M. Soledad Caballero’s second poetry collection, Flight Plan, is a meditation on the body: the immigrant body, aging body, female body, and bodies of land and water. In these poems, the body always exists in a gray space, in the middle. Caballero’s poems often leave us hanging in midair where everything exists in the pause between here and there, then and now. I was held in suspense and awe as I read these poems that often left me feeling like I was hovering in midair, or wading in water between countries, or diagnosis, waiting for the literal or figurative plane to crash—to be deported or for the cancer to return. Whether it is in her depiction of cancer as a “gray mamba so beautiful so deadly,” snaking its way into cells, or the description of her mother as “a mermaid with green eyes and a green voice,” Caballero masterfully uses visceral language and vivid imagery to hold space for both sorrow and hope, beauty and pain, the light and the dark, the water and the land. This much anticipated second book is a must-read for anyone living or experiencing life in the “in between.”
Jasminne Mendez, author of City Without Altar

“Caballero bears unflinching witness to the emotional trauma inherited from war-ravaged Chile to the exiled plains of Oklahoma. As though to witness is to love. These poems negotiate the transitions of language, memory, country, her battle with cancer, counterbalancing the violence from which she fled, with a transformative devotion to details.”

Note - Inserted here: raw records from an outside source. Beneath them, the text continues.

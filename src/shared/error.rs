//! Shared Error Types
//!
//! Errors raised while reading client input, before any storage or
//! authentication work happens.
//!
//! # Error Categories
//!
//! - `ValidationError` - A required field is missing or unparsable
//!
//! # Usage
//!
//! ```rust
//! use neighborly::shared::error::SharedError;
//!
//! let error = SharedError::validation("date", "Invalid date format, expected YYYY-MM-DD");
//! ```
use thiserror::Error;

/// Input errors shared by every handler
#[derive(Debug, Error, Clone, PartialEq, Eq)]
pub enum SharedError {
    /// Data validation error
    ///
    /// The display form is the bare message so it can be returned to
    /// clients verbatim.
    #[error("{message}")]
    ValidationError {
        /// The field (or field group) that failed validation
        field: String,
        /// Human-readable error message
        message: String,
    },
}

impl SharedError {
    /// Create a new validation error
    pub fn validation(field: impl Into<String>, message: impl Into<String>) -> Self {
        Self::ValidationError {
            field: field.into(),
            message: message.into(),
        }
    }
}
//! Bulletin Posts
//!
//! Short messages published by a resident. The author recorded at creation
//! is the only user allowed to delete the post.

use chrono::{DateTime, Utc};
use serde::{Deserialize, Serialize};

/// A stored post, as returned by `GET /posts/view`
#[derive(Debug, Clone, PartialEq, Eq, Serialize, Deserialize)]
pub struct Post {
    /// Post ID
    pub id: i64,
    pub content: String,
    /// Creation time (UTC)
    pub timestamp: DateTime<Utc>,
    /// User ID of the author
    pub created_by_id: i64,
}

/// A post ready to be inserted
#[derive(Debug, Clone, PartialEq, Eq)]
pub struct NewPost {
    pub content: String,
    pub created_by_id: i64,
}

/// Form body of `POST /posts`
#[derive(Debug, Default, Clone, Serialize, Deserialize)]
pub struct CreatePostForm {
    pub content: Option<String>,
}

RICHARD BLANCO, Presidential Inaugural Poet

“Caballero explores memory, war in Chile, and immigration to the U.S. in a deeply personal and touching way.”

– LATINO STORIES, “2021 Top 10 ‘New’ Latino Latinx Authors
You, Your Family, and Teachers Need To Read”

“[S]he’s asking the question of self, while she beholds the brilliance of these questions that hang in the air; these birds. Rilke used to do this sometimes; he’d speak about God and then immediately bring in the question of self. And Soledad Caballero is doing the same thing here — looking at these visual demonstrations of beauty and brutality and brilliance, and then recognizing the question of self, in relation to the watching. She’s watching the watcher, herself, as well as watching the watched.”

PÁDRAIG Ó TUAMA, On Being, Poetry Unbound , May 2022

I Was A Bell

2022 Juan Felipe Herrera Best Poetry Book Award
One Author – English:
International Latino Book Awards

2022 Outstanding Book: International Association of Autoethnography and Narrative Inquiry

2022 Benjamin Franklin Award Silver Winner: Independent Book Publishers Association

2019 Benjamin Saltman Poetry Award Winner: Chosen by ALLISON JOSEPH

“A triumph, a gutting cry of love and longing for all that migration sows and uproots in the survivors of exile. In retracing her family’s story of leaving a Chile under Pinochet to 1980s Oklahoma, Soledad Caballero gives soaring voice to the ways history, memory, and the collective weight of our disappeared live silenced, but never unheard, in our bodies and hearts. It’s hard to express how much these poems made unnamed parts of me feel seen.”